Subtitles section Play video
The following content is provided under a Creative
Commons license.
Your support will help MIT OpenCourseWare
continue to offer high quality educational resources for free.
To make a donation or to view additional materials
from hundreds of MIT courses, visit MIT OpenCourseWare
at ocw.mit.edu.
CHARLES LEISERSON: So today, we're
going to talk about assembly language and computer
architecture.
It's interesting these days, most software courses
don't bother to talk about these things.
And the reason is because as much as possible people
have been insulated in writing their software from performance
considerations.
But if you want to write fast code,
you have to know what is going on underneath so you
can exploit the strengths of the architecture.
And the interface, the best interface, that we have to that
is the assembly language.
So that's what we're going to talk about today.
So when you take a particular piece of code
like fib here, to compile it you run it through Clang,
as I'm sure you're familiar at this point.
And what it produces is a binary machine language
that the computer is hardware programmed
to interpret and execute.
It looks at the bits as instructions as opposed to as
data.
And it executes them.
And that's what we see when we execute.
This process is not one step.
It's actually there are four stages to compilation;
preprocessing, compiling-- sorry, for the redundancy,
that's sort of a bad name conflict,
but that's what they call it--
assembling and linking.
So I want to take us through those stages.
So the first thing that goes through
is you go through a preprocess stage.
And you can invoke that with Clang manually.
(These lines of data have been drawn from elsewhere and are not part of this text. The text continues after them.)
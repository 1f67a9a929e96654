//! Transpiler tests

use nether_tracker::{EffectKind, TrackerInstrument, TrackerRow};

use super::slides::{split_slide, spread_slides};
use super::{SongInfo, SpeedTable, transpile_channel};
use crate::linearize::SpeedAtRow;
use crate::token::{Pitch, Token};

const C4: u8 = 108;
const D4: u8 = 110;
const E4: u8 = 112;
const F4: u8 = 113;

fn speeds(rows: usize, ticks_per_row: u8, driver_ticks: u32) -> Vec<SpeedAtRow> {
    vec![
        SpeedAtRow {
            ticks_per_second: 60.0,
            ticks_per_row,
            timer: 80,
            driver_ticks,
        };
        rows
    ]
}

fn pitch(note: u8) -> Pitch {
    Pitch::from_tracker(note as i16)
}

fn note(n: u8, ticks: u32, tie: bool) -> Token {
    Token::Note {
        pitch: pitch(n),
        ticks,
        tie,
    }
}

struct Fixture {
    speeds: Vec<SpeedAtRow>,
    instruments: Vec<TrackerInstrument>,
    loop_point: Option<usize>,
    arpeggio_speed: u8,
}

impl Fixture {
    fn new(rows: usize, ticks_per_row: u8, driver_ticks: u32) -> Self {
        Self {
            speeds: speeds(rows, ticks_per_row, driver_ticks),
            instruments: Vec::new(),
            loop_point: None,
            arpeggio_speed: 1,
        }
    }

    fn run(&self, rows: &[TrackerRow]) -> Vec<Token> {
        let info = SongInfo {
            speeds: &self.speeds,
            loop_point: self.loop_point,
            instruments: &self.instruments,
            arpeggio_speed: self.arpeggio_speed,
            volume_max: 127,
        };
        transpile_channel(rows, &info)
    }
}

fn rows(len: usize, events: Vec<(usize, TrackerRow)>) -> Vec<TrackerRow> {
    let mut out = vec![TrackerRow::default(); len];
    for (i, row) in events {
        out[i] = row;
    }
    out
}

#[test]
fn test_note_then_note_off() {
    let input = rows(8, vec![(0, TrackerRow::with_note(C4)), (4, TrackerRow::off())]);
    let tokens = Fixture::new(8, 1, 1).run(&input);
    assert_eq!(tokens, vec![note(C4, 4, false), Token::Rest(4)]);
}

#[test]
fn test_sustain_across_effect_row_is_tied_wait() {
    let input = rows(
        4,
        vec![
            (0, TrackerRow::with_note(C4)),
            (2, TrackerRow::default().effect(EffectKind::TREMOLO, 0x11)),
        ],
    );
    let tokens = Fixture::new(4, 1, 1).run(&input);
    assert_eq!(tokens, vec![note(C4, 2, true), Token::Wait(2)]);
}

#[test]
fn test_silent_start_is_rest() {
    let input = rows(3, vec![(1, TrackerRow::with_note(C4))]);
    let tokens = Fixture::new(3, 1, 1).run(&input);
    assert_eq!(tokens, vec![Token::Rest(1), note(C4, 2, false)]);
}

#[test]
fn test_rest_is_extended() {
    let input = rows(
        3,
        vec![
            (0, TrackerRow::with_note(C4)),
            (1, TrackerRow::off()),
            (2, TrackerRow::default().effect(EffectKind::TREMOLO, 0x11)),
        ],
    );
    let tokens = Fixture::new(3, 1, 1).run(&input);
    assert_eq!(tokens, vec![note(C4, 1, false), Token::Rest(2)]);
}

#[test]
fn test_instrument_switching() {
    let mut fixture = Fixture::new(4, 1, 1);
    fixture.instruments = vec![TrackerInstrument::new("lead"), TrackerInstrument::new("bass")];
    let input = vec![
        TrackerRow::with_note(C4).instrument(0),
        TrackerRow::with_note(D4).instrument(0),
        TrackerRow::with_note(E4).instrument(1),
        // Unknown instrument keeps the previous one
        TrackerRow::with_note(F4).instrument(9),
    ];
    let tokens = fixture.run(&input);
    assert_eq!(
        tokens,
        vec![
            Token::InstrumentChange("lead".into()),
            note(C4, 1, false),
            note(D4, 1, false),
            Token::InstrumentChange("bass".into()),
            note(E4, 1, false),
            note(F4, 1, false),
        ]
    );
}

#[test]
fn test_volume_scaling_and_suppression() {
    let input = vec![
        TrackerRow::with_note(C4).volume(127),
        TrackerRow::with_note(D4).volume(127),
        TrackerRow::with_note(E4).volume(0),
    ];
    let tokens = Fixture::new(3, 1, 1).run(&input);
    assert_eq!(
        tokens,
        vec![
            Token::VolumeChange(255),
            note(C4, 1, false),
            note(D4, 1, false),
            Token::VolumeChange(0),
            note(E4, 1, false),
        ]
    );
}

#[test]
fn test_vibrato_conversion() {
    let input = vec![
        TrackerRow::with_note(C4).effect(EffectKind::VIBRATO, 0x4F),
        TrackerRow::with_note(D4).effect(EffectKind::VIBRATO, 0x4F),
        TrackerRow::with_note(E4).effect(EffectKind::VIBRATO, 0x00),
    ];
    let tokens = Fixture::new(3, 6, 6).run(&input);
    // Full depth at the default range is one semitone; a quarter wave of
    // 4 tracker ticks at 60 Hz is 66.7 ms, about 7 ticks of a 10 ms timer
    assert_eq!(
        tokens,
        vec![
            Token::VibratoSet {
                depth: 100,
                quarter_wavelength: 7
            },
            note(C4, 6, false),
            note(D4, 6, false),
            Token::VibratoOff,
            note(E4, 6, false),
        ]
    );
}

#[test]
fn test_arpeggio_note() {
    let input = vec![TrackerRow::with_note(C4).effect(EffectKind::ARPEGGIO, 0x37)];
    let tokens = Fixture::new(1, 6, 12).run(&input);
    assert_eq!(
        tokens,
        vec![Token::ArpeggioNote {
            notes: [pitch(C4), pitch(C4 + 3), pitch(C4 + 7)],
            ticks: 12,
            speed: 2,
        }]
    );
}

#[test]
fn test_noise_note() {
    let input = vec![
        TrackerRow::with_note(C4)
            .effect(EffectKind::NOISE_MODE, 1)
            .effect(EffectKind::NOISE_FREQUENCY, 12),
    ];
    let tokens = Fixture::new(1, 1, 4).run(&input);
    assert_eq!(
        tokens,
        vec![Token::NoiseNote {
            frequency: 12,
            ticks: 4,
            tie: false
        }]
    );
}

#[test]
fn test_long_note_is_split() {
    let input = vec![TrackerRow::with_note(C4)];
    let tokens = Fixture::new(1, 6, 300).run(&input);
    assert_eq!(tokens, vec![note(C4, 256, true), Token::Wait(44)]);
}

#[test]
fn test_long_rest_is_split() {
    let input = vec![TrackerRow::default(); 2];
    let tokens = Fixture::new(2, 6, 200).run(&input);
    assert_eq!(tokens, vec![Token::Rest(256), Token::Rest(144)]);
}

#[test]
fn test_loop_marker_re_emits_instrument() {
    let mut fixture = Fixture::new(4, 1, 1);
    fixture.instruments = vec![TrackerInstrument::new("lead")];
    fixture.loop_point = Some(2);
    let input = rows(
        4,
        vec![
            (0, TrackerRow::with_note(C4).instrument(0)),
            (
                2,
                TrackerRow::with_note(D4).effect(EffectKind::LOOP_MARKER, 0),
            ),
        ],
    );
    let tokens = fixture.run(&input);
    assert_eq!(
        tokens,
        vec![
            Token::InstrumentChange("lead".into()),
            note(C4, 2, false),
            Token::LoopPoint,
            Token::VibratoOff,
            Token::InstrumentChange("lead".into()),
            note(D4, 2, false),
        ]
    );
}

#[test]
fn test_portamento_reaches_target() {
    let input = rows(
        5,
        vec![
            (0, TrackerRow::with_note(C4)),
            (
                1,
                TrackerRow::with_note(E4).effect(EffectKind::PORTAMENTO, 0x40),
            ),
        ],
    );
    let tokens = Fixture::new(5, 6, 6).run(&input);
    assert_eq!(
        tokens,
        vec![
            note(C4, 6, true),
            Token::SlideNote {
                from: pitch(C4),
                to: pitch(E4),
                ticks: 2,
                tie: true
            },
            Token::Wait(22),
        ]
    );
}

#[test]
fn test_portamento_partial() {
    let input = vec![
        TrackerRow::with_note(C4),
        TrackerRow::with_note(E4).effect(EffectKind::PORTAMENTO, 0x08),
    ];
    let tokens = Fixture::new(2, 6, 6).run(&input);
    // 8/32 semitone per tick over 6 ticks reaches 1.5 semitones
    assert_eq!(
        tokens[1],
        Token::SlideNote {
            from: pitch(C4),
            to: pitch(C4 + 2),
            ticks: 6,
            tie: false
        }
    );
}

#[test]
fn test_pitch_slide() {
    let input = vec![
        TrackerRow::with_note(C4).effect(EffectKind::PITCH_UP, 0x20),
        TrackerRow::default(),
    ];
    let tokens = Fixture::new(2, 6, 6).run(&input);
    assert_eq!(
        tokens,
        vec![Token::SlideNote {
            from: pitch(C4),
            to: pitch(C4 + 12),
            ticks: 12,
            tie: false
        }]
    );
}

#[test]
fn test_note_cut() {
    let input = vec![TrackerRow::with_note(C4).effect(EffectKind::NOTE_CUT, 2)];
    let tokens = Fixture::new(1, 6, 6).run(&input);
    assert_eq!(tokens, vec![note(C4, 2, false), Token::Rest(4)]);
}

#[test]
fn test_note_delay() {
    let input = vec![
        TrackerRow::default(),
        TrackerRow::with_note(C4).effect(EffectKind::NOTE_DELAY, 2),
    ];
    let tokens = Fixture::new(2, 6, 6).run(&input);
    assert_eq!(tokens, vec![Token::Rest(8), note(C4, 4, false)]);
}

#[test]
fn test_volume_slide_run() {
    let input = rows(
        4,
        vec![
            (
                0,
                TrackerRow::with_note(C4).effect(EffectKind::VOLUME_SLIDE, 0x04),
            ),
            (1, TrackerRow::default().effect(EffectKind::VOLUME_SLIDE, 0x04)),
            (2, TrackerRow::default().effect(EffectKind::VOLUME_SLIDE, 0x04)),
            (3, TrackerRow::default().volume(64)),
        ],
    );
    let tokens = Fixture::new(4, 6, 6).run(&input);
    assert_eq!(
        tokens,
        vec![
            Token::VolumeSlide {
                delta: -36,
                ticks: 18
            },
            note(C4, 6, true),
            Token::Wait(6),
            Token::Wait(6),
            Token::VolumeChange(129),
            Token::Wait(6),
        ]
    );
}

#[test]
fn test_pan_and_echo_emitted_on_change() {
    let input = vec![
        TrackerRow::with_note(C4)
            .effect(EffectKind::PAN, 0xFF)
            .effect(EffectKind::ECHO, 1),
        TrackerRow::default()
            .effect(EffectKind::PAN, 0x80)
            .effect(EffectKind::ECHO, 1),
        TrackerRow::default().effect(EffectKind::ECHO, 0),
    ];
    let tokens = Fixture::new(3, 1, 1).run(&input);
    assert_eq!(
        tokens,
        vec![
            Token::PanSet(128),
            Token::Echo(true),
            note(C4, 1, true),
            Token::PanSet(64),
            Token::Wait(1),
            Token::Echo(false),
            Token::Wait(1),
        ]
    );
}

#[test]
fn test_legato_ties_previous_note() {
    let input = vec![
        TrackerRow::with_note(C4).effect(EffectKind::LEGATO, 1),
        TrackerRow::with_note(E4),
    ];
    let tokens = Fixture::new(2, 1, 1).run(&input);
    assert_eq!(tokens, vec![note(C4, 1, true), note(E4, 1, false)]);
}

#[test]
fn test_unrecognized_effect_is_ignored() {
    let input = vec![TrackerRow::with_note(C4).effect(EffectKind(0x3F), 0x12)];
    let tokens = Fixture::new(1, 1, 1).run(&input);
    assert_eq!(tokens, vec![note(C4, 1, false)]);
}

#[test]
fn test_long_wait_is_split() {
    let input = vec![
        TrackerRow::with_note(C4),
        TrackerRow::default().effect(EffectKind::ECHO, 1),
    ];
    let tokens = Fixture::new(2, 6, 300).run(&input);
    assert_eq!(
        tokens,
        vec![
            note(C4, 256, true),
            Token::Wait(44),
            Token::Echo(true),
            Token::Wait(256),
            Token::Wait(44),
        ]
    );
    assert_eq!(tokens.iter().map(Token::ticks).sum::<u32>(), 600);
}

fn slide_totals(tokens: &[Token]) -> (i32, u32) {
    tokens.iter().fold((0, 0), |(delta, ticks), t| match *t {
        Token::VolumeSlide { delta: d, ticks: n } | Token::PanSlide { delta: d, ticks: n } => {
            assert!(n <= 256, "slide command over {n} ticks");
            (delta + d as i32, ticks + n)
        }
        _ => (delta, ticks),
    })
}

#[test]
fn test_long_volume_slide_is_chained() {
    let mut input = vec![TrackerRow::default().effect(EffectKind::VOLUME_SLIDE, 0x02); 4];
    input[0] = TrackerRow::with_note(C4).effect(EffectKind::VOLUME_SLIDE, 0x02);
    let tokens = Fixture::new(4, 6, 100).run(&input);

    assert_eq!(slide_totals(&tokens), (-24, 400));
    assert_eq!(
        tokens,
        vec![
            Token::VolumeSlide {
                delta: -15,
                ticks: 256
            },
            note(C4, 100, true),
            Token::Wait(100),
            Token::Wait(56),
            Token::VolumeSlide {
                delta: -9,
                ticks: 144
            },
            Token::Wait(44),
            Token::Wait(100),
        ]
    );
}

#[test]
fn test_long_pan_slide_is_chained() {
    let mut input = vec![TrackerRow::default().effect(EffectKind::PAN_SLIDE, 0x20); 4];
    input[0] = TrackerRow::with_note(C4).effect(EffectKind::PAN_SLIDE, 0x20);
    let tokens = Fixture::new(4, 6, 100).run(&input);

    assert_eq!(slide_totals(&tokens), (24, 400));
    assert_eq!(tokens[0], Token::PanSlide { delta: 15, ticks: 256 });
    assert_eq!(tokens[4], Token::PanSlide { delta: 9, ticks: 144 });
    assert_eq!(tokens.iter().map(Token::ticks).sum::<u32>(), 400);
}

#[test]
fn test_split_slide_keeps_total() {
    assert_eq!(split_slide(-24, 400), vec![(-15, 256), (-9, 144)]);
    assert_eq!(split_slide(7, 256), vec![(7, 256)]);
    assert_eq!(
        split_slide(100, 1000),
        vec![(25, 256), (25, 256), (25, 256), (25, 232)]
    );
    assert_eq!(split_slide(-1, 600), vec![(0, 256), (0, 256), (-1, 88)]);
}

#[test]
fn test_slide_chunk_splits_pitch_slide() {
    let tokens = vec![
        Token::VolumeSlide {
            delta: -30,
            ticks: 300,
        },
        Token::SlideNote {
            from: pitch(C4),
            to: pitch(E4),
            ticks: 300,
            tie: false,
        },
    ];
    assert_eq!(
        spread_slides(tokens),
        vec![
            Token::VolumeSlide {
                delta: -25,
                ticks: 256
            },
            Token::SlideNote {
                from: pitch(C4),
                to: pitch(C4).transpose(3),
                ticks: 256,
                tie: true
            },
            Token::VolumeSlide {
                delta: -5,
                ticks: 44
            },
            Token::SlideNote {
                from: pitch(C4).transpose(3),
                to: pitch(E4),
                ticks: 44,
                tie: false
            },
        ]
    );
}

#[test]
fn test_new_volume_drops_remaining_chunks() {
    let tokens = vec![
        Token::VolumeSlide {
            delta: 60,
            ticks: 600,
        },
        note(C4, 200, true),
        Token::VolumeChange(10),
        Token::Wait(256),
        Token::Wait(144),
    ];
    let spread = spread_slides(tokens);
    assert_eq!(spread[0], Token::VolumeSlide { delta: 25, ticks: 256 });
    assert_eq!(
        spread.iter().filter(|t| matches!(t, Token::VolumeSlide { .. })).count(),
        1
    );
}

#[test]
fn test_portamento_zero_does_not_tie() {
    let input = vec![
        TrackerRow::with_note(C4),
        TrackerRow::with_note(D4).effect(EffectKind::PORTAMENTO, 0),
    ];
    let tokens = Fixture::new(2, 1, 1).run(&input);
    assert_eq!(tokens, vec![note(C4, 1, false), note(D4, 1, false)]);
}

#[test]
fn test_loop_point_at_start_emits_nothing_extra() {
    let mut fixture = Fixture::new(2, 1, 1);
    fixture.loop_point = Some(0);
    let input = vec![
        TrackerRow::with_note(C4).effect(EffectKind::LOOP_MARKER, 0),
        TrackerRow::off(),
    ];
    let tokens = fixture.run(&input);
    assert_eq!(tokens, vec![Token::LoopPoint, note(C4, 1, false), Token::Rest(1)]);
}

#[test]
fn test_speed_table_sums_saturate() {
    let speeds = speeds(3, 255, u32::MAX);
    let table = SpeedTable::new(&speeds);
    assert_eq!(table.driver_ticks(0, 3), u32::MAX);
    assert_eq!(table.tracker_ticks(0, 3), 765);
}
So you can say, for example, if you
do clang minus e, that will run the preprocessor
and nothing else.
And you can take a look at the output
there and look to see how all your macros got expanded
and such before the compilation actually goes through.
Then you compile it.
And that produces assembly code.
So assembly is a mnemonic structure of the machine code
that makes it more human readable than the machine
code itself would be.
And once again, you can produce the assembly yourself
with clang minus s.
And then finally, penultimately maybe,
you can assemble that assembly language code
to produce an object file.
And since we like to have separate compilations,
you don't have to compile everything
as one big monolithic hunk.
Then there's typically a linking stage
to produce the final executable.
And for that we are using ld for the most part.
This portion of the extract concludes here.